George N. Rouskas is a computer scientist, academic, and author. He is an Alumni Distinguished Graduate Professor and Director of Graduate Programs in the Department of Computer Science at North Carolina State University.

Rouskas' research interests lie within the field of computer networking. Specifically, he focuses on optical networks, internet architectures and protocols, network design and optimization, performance modeling, and scheduling. He is the author of the book Internet Tiered Services, and co-editor of the books Traffic Grooming for Optical Networks and Next-Generation Internet: Architectures and Protocols. He is the recipient of the National Science Foundation CAREER Award, the 2004 ALCOA Foundation Engineering Research Achievement Award, as well as the Optical Networking Technical Committee (OTNC) Outstanding Service Award.

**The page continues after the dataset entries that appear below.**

// Copyright 2026 the Roibridge Authors
// SPDX-License-Identifier: Apache-2.0 OR MIT

//! Conversion between local regions and remote shapes.
//!
//! Dispatch is a plain match on the geometry or region variant. Every
//! numeric field is copied as-is in both directions, so a region converted to
//! a shape and back compares equal to the original. Anything the remote
//! model cannot express exactly is rejected with a [`ConversionError`].

use alloc::borrow::ToOwned;
use alloc::string::String;
use alloc::vec::Vec;

#[cfg(not(feature = "std"))]
use kurbo::common::FloatFuncs as _;
use kurbo::{Affine, Line, Point};

use roibridge_shape::{
    Bitmask, BoundaryType, NotInvertible, PlaneCoordinate, RemoteAffine, RemoteRoi, RemoteShape,
    ShapeGeometry, ShapeKind, boundary, invert,
};

use crate::composite::PlaneComposite;
use crate::geometry::{Geometry, RasterMask};
use crate::region::{Operator, Region};
use crate::shape_region::ShapeRegion;

/// Errors raised when a region or shape has no exact counterpart.
#[derive(Clone, Debug, PartialEq, thiserror::Error)]
pub enum ConversionError {
    /// The shape kind has no local equivalent.
    #[error("{0} shapes cannot be converted")]
    UnsupportedKind(ShapeKind),
    /// The remote model only stores unions.
    #[error("{0} has no remote equivalent; only unions can be stored")]
    UnsupportedOperator(Operator),
    /// A union contains a composite with a different operator.
    #[error("a union nests a {0}; only flat unions can be stored")]
    MixedOperators(Operator),
    /// A single shape was requested from a region made of several.
    #[error("region consists of {count} shapes, expected exactly one")]
    MultipleShapes {
        /// Number of shapes the region consists of.
        count: usize,
    },
    /// A multi-plane predicate was submitted where one 2D shape is needed.
    #[error("expected a 2D region, found {found} dimensions")]
    Dimensionality {
        /// Dimensions of the submitted region.
        found: usize,
    },
    /// A transform could not be inverted.
    #[error(transparent)]
    NotInvertible(#[from] NotInvertible),
    /// A mask's extent or buffer is inconsistent.
    #[error("invalid mask {width}x{height}: {reason}")]
    InvalidMask {
        /// Stored width.
        width: f64,
        /// Stored height.
        height: f64,
        /// What is wrong.
        reason: &'static str,
    },
}

/// Converts local geometry and a boundary type into remote fields and text.
///
/// The returned text is the bare boundary marker.
#[must_use]
pub fn encode_geometry(geometry: &Geometry, boundary: BoundaryType) -> (ShapeGeometry, String) {
    (
        encode_shape_geometry(geometry),
        boundary::encode(boundary).to_owned(),
    )
}

/// Converts local geometry into remote fields.
#[must_use]
pub fn encode_shape_geometry(geometry: &Geometry) -> ShapeGeometry {
    match geometry {
        Geometry::Box { origin, size } => ShapeGeometry::Rectangle {
            x: origin.x,
            y: origin.y,
            width: size.width,
            height: size.height,
        },
        Geometry::Ellipse { center, radii } => ShapeGeometry::Ellipse {
            x: center.x,
            y: center.y,
            radius_x: radii.x,
            radius_y: radii.y,
        },
        Geometry::Line(line) => ShapeGeometry::Line {
            x1: line.p0.x,
            y1: line.p0.y,
            x2: line.p1.x,
            y2: line.p1.y,
        },
        Geometry::Point(p) => ShapeGeometry::Point { x: p.x, y: p.y },
        Geometry::Polygon(points) => ShapeGeometry::Polygon {
            points: points.clone(),
        },
        Geometry::Polyline(points) => ShapeGeometry::Polyline {
            points: points.clone(),
        },
        Geometry::Mask(mask) => ShapeGeometry::Mask(Bitmask {
            x: mask.origin.x,
            y: mask.origin.y,
            width: f64::from(mask.width),
            height: f64::from(mask.height),
            bits: mask.bits.clone(),
        }),
    }
}

/// Converts remote fields into local geometry.
pub fn decode_geometry(geometry: &ShapeGeometry) -> Result<Geometry, ConversionError> {
    Ok(match geometry {
        ShapeGeometry::Rectangle {
            x,
            y,
            width,
            height,
        } => Geometry::new_box(*x, *y, *width, *height),
        ShapeGeometry::Ellipse {
            x,
            y,
            radius_x,
            radius_y,
        } => Geometry::new_ellipse(*x, *y, *radius_x, *radius_y),
        ShapeGeometry::Line { x1, y1, x2, y2 } => {
            Geometry::Line(Line::new(Point::new(*x1, *y1), Point::new(*x2, *y2)))
        }
        ShapeGeometry::Point { x, y } => Geometry::Point(Point::new(*x, *y)),
        ShapeGeometry::Polygon { points } => Geometry::Polygon(points.clone()),
        ShapeGeometry::Polyline { points } => Geometry::Polyline(points.clone()),
        ShapeGeometry::Mask(mask) => Geometry::Mask(decode_mask(mask)?),
        ShapeGeometry::Text { .. } => return Err(ConversionError::UnsupportedKind(ShapeKind::Text)),
    })
}

fn decode_mask(mask: &Bitmask) -> Result<RasterMask, ConversionError> {
    let invalid = |reason| ConversionError::InvalidMask {
        width: mask.width,
        height: mask.height,
        reason,
    };
    let width = pixel_extent(mask.width).ok_or_else(|| invalid("extent is not a whole pixel count"))?;
    let height =
        pixel_extent(mask.height).ok_or_else(|| invalid("extent is not a whole pixel count"))?;
    let needed = (width as usize * height as usize).div_ceil(8);
    if mask.bits.len() < needed {
        return Err(invalid("bit buffer is shorter than the extent"));
    }
    Ok(RasterMask {
        origin: Point::new(mask.x, mask.y),
        width,
        height,
        bits: mask.bits.clone(),
    })
}

fn pixel_extent(v: f64) -> Option<u32> {
    if v >= 0.0 && v <= f64::from(u32::MAX) && v.floor() == v {
        #[expect(
            clippy::cast_possible_truncation,
            reason = "v is integral and within u32 range"
        )]
        let n = v as u32;
        Some(n)
    } else {
        None
    }
}

/// Transform and plane pushed down onto the shapes of a region.
#[derive(Copy, Clone)]
struct Placement {
    to_image: Option<Affine>,
    plane: Option<PlaneCoordinate>,
}

impl Placement {
    const NONE: Self = Self {
        to_image: None,
        plane: None,
    };

    fn transformed(self, to_source: Affine) -> Result<Self, ConversionError> {
        let outer = invert(to_source)?;
        Ok(Self {
            to_image: Some(self.to_image.map_or(outer, |a| a * outer)),
            ..self
        })
    }

    fn apply(self, mut shape: RemoteShape) -> RemoteShape {
        if let Some(outer) = self.to_image {
            let inner = shape.transform.map_or(Affine::IDENTITY, RemoteAffine::to_affine);
            shape.transform = Some(RemoteAffine::from_affine(outer * inner));
        }
        if let Some(plane) = self.plane {
            shape.plane = plane;
        }
        shape
    }
}

/// Converts a region into a single remote shape.
///
/// - Simple regions get a fresh marker as text.
/// - Wrapped shapes keep their text; the marker is merged into it.
/// - Transforms compose with any inner transform and are stored inverted.
/// - Plane-positioned regions set the shape plane.
/// - A union of exactly one operand converts that operand.
pub fn to_remote(region: &Region) -> Result<RemoteShape, ConversionError> {
    let mut shapes = to_remote_shapes(region)?;
    match shapes.len() {
        1 => Ok(shapes.remove(0)),
        count => match region {
            Region::Planes(c) if c.dimensions() > 2 => Err(ConversionError::Dimensionality {
                found: c.dimensions(),
            }),
            _ => Err(ConversionError::MultipleShapes { count }),
        },
    }
}

/// Converts a region into the shapes of one remote ROI.
///
/// Unions (including plane-indexed composites) are flattened, and enclosing
/// transforms and plane positions are pushed down onto every member.
pub fn to_remote_shapes(region: &Region) -> Result<Vec<RemoteShape>, ConversionError> {
    let mut out = Vec::new();
    collect(region, Placement::NONE, false, &mut out)?;
    Ok(out)
}

fn collect(
    region: &Region,
    placement: Placement,
    in_union: bool,
    out: &mut Vec<RemoteShape>,
) -> Result<(), ConversionError> {
    match region {
        Region::Simple(s) => {
            let (geometry, text) = encode_geometry(&s.geometry, s.boundary);
            out.push(placement.apply(RemoteShape::new(geometry).with_text(text)));
        }
        Region::Shape(s) => {
            let mut shape = s.shape().clone();
            shape.set_boundary_type(s.boundary_type());
            out.push(placement.apply(shape));
        }
        Region::Transformed { source, to_source } => {
            collect(source, placement.transformed(*to_source)?, in_union, out)?;
        }
        Region::OnPlane { source, plane } => {
            let placement = Placement {
                plane: Some(*plane),
                ..placement
            };
            collect(source, placement, in_union, out)?;
        }
        Region::Composite {
            operator: Operator::Or,
            operands,
        } => {
            for r in operands {
                collect(r, placement, true, out)?;
            }
        }
        Region::Composite { operator, .. } if in_union => {
            return Err(ConversionError::MixedOperators(*operator));
        }
        Region::Composite { operator, .. } => {
            return Err(ConversionError::UnsupportedOperator(*operator));
        }
        Region::Planes(c) => {
            for m in c.operands() {
                collect(&Region::Shape(m.clone()), placement, true, out)?;
            }
        }
    }
    Ok(())
}

/// Converts a region into a new, unpersisted remote ROI.
pub fn to_remote_roi(region: &Region) -> Result<RemoteRoi, ConversionError> {
    let mut roi = RemoteRoi::from_shapes(to_remote_shapes(region)?);
    if let Region::Planes(c) = region {
        roi.id = c.roi_id();
    }
    Ok(roi)
}

/// Converts a remote shape into a local region and its boundary type.
///
/// A shape transform becomes [`Region::Transformed`] with the inverted
/// matrix; a plane other than all-wildcard becomes [`Region::OnPlane`].
pub fn from_remote(shape: &RemoteShape) -> Result<(Region, BoundaryType), ConversionError> {
    let boundary = shape.boundary_type();
    let mut region = Region::simple(decode_geometry(&shape.geometry)?, boundary);
    if let Some(t) = shape.transform {
        region = region.transform(t.to_source()?);
    }
    if !shape.plane.is_all() {
        region = region.on_plane(shape.plane);
    }
    Ok((region, boundary))
}

/// Wraps every shape of a remote ROI into a plane-indexed composite.
pub fn from_remote_roi(roi: &RemoteRoi) -> Result<PlaneComposite, ConversionError> {
    PlaneComposite::from_roi(roi)
}

/// Binds a remote shape to a mutable predicate.
pub fn wrap(shape: RemoteShape) -> Result<ShapeRegion, ConversionError> {
    ShapeRegion::new(shape)
}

Rouskas is a Fellow of the Institute of Electrical and Electronics Engineers (IEEE), and served as an IEEE Distinguished Lecturer in 2010 for a year. From 2016 to 2017, he held key positions within the IEEE Communications Society, serving as the Chair of the Distinguished Lecturer Selection Committee, the Chair of the Optical Networking Technical Committee (ONTC), and the vice-chair of the Technical and Educational Activities Council. He served as the Founding Editor-in-Chief of Optical Switching and Networking from 2004 to 2017, and the Founding Editor-in-Chief of IEEE Networking Letters from 2018 to 2021.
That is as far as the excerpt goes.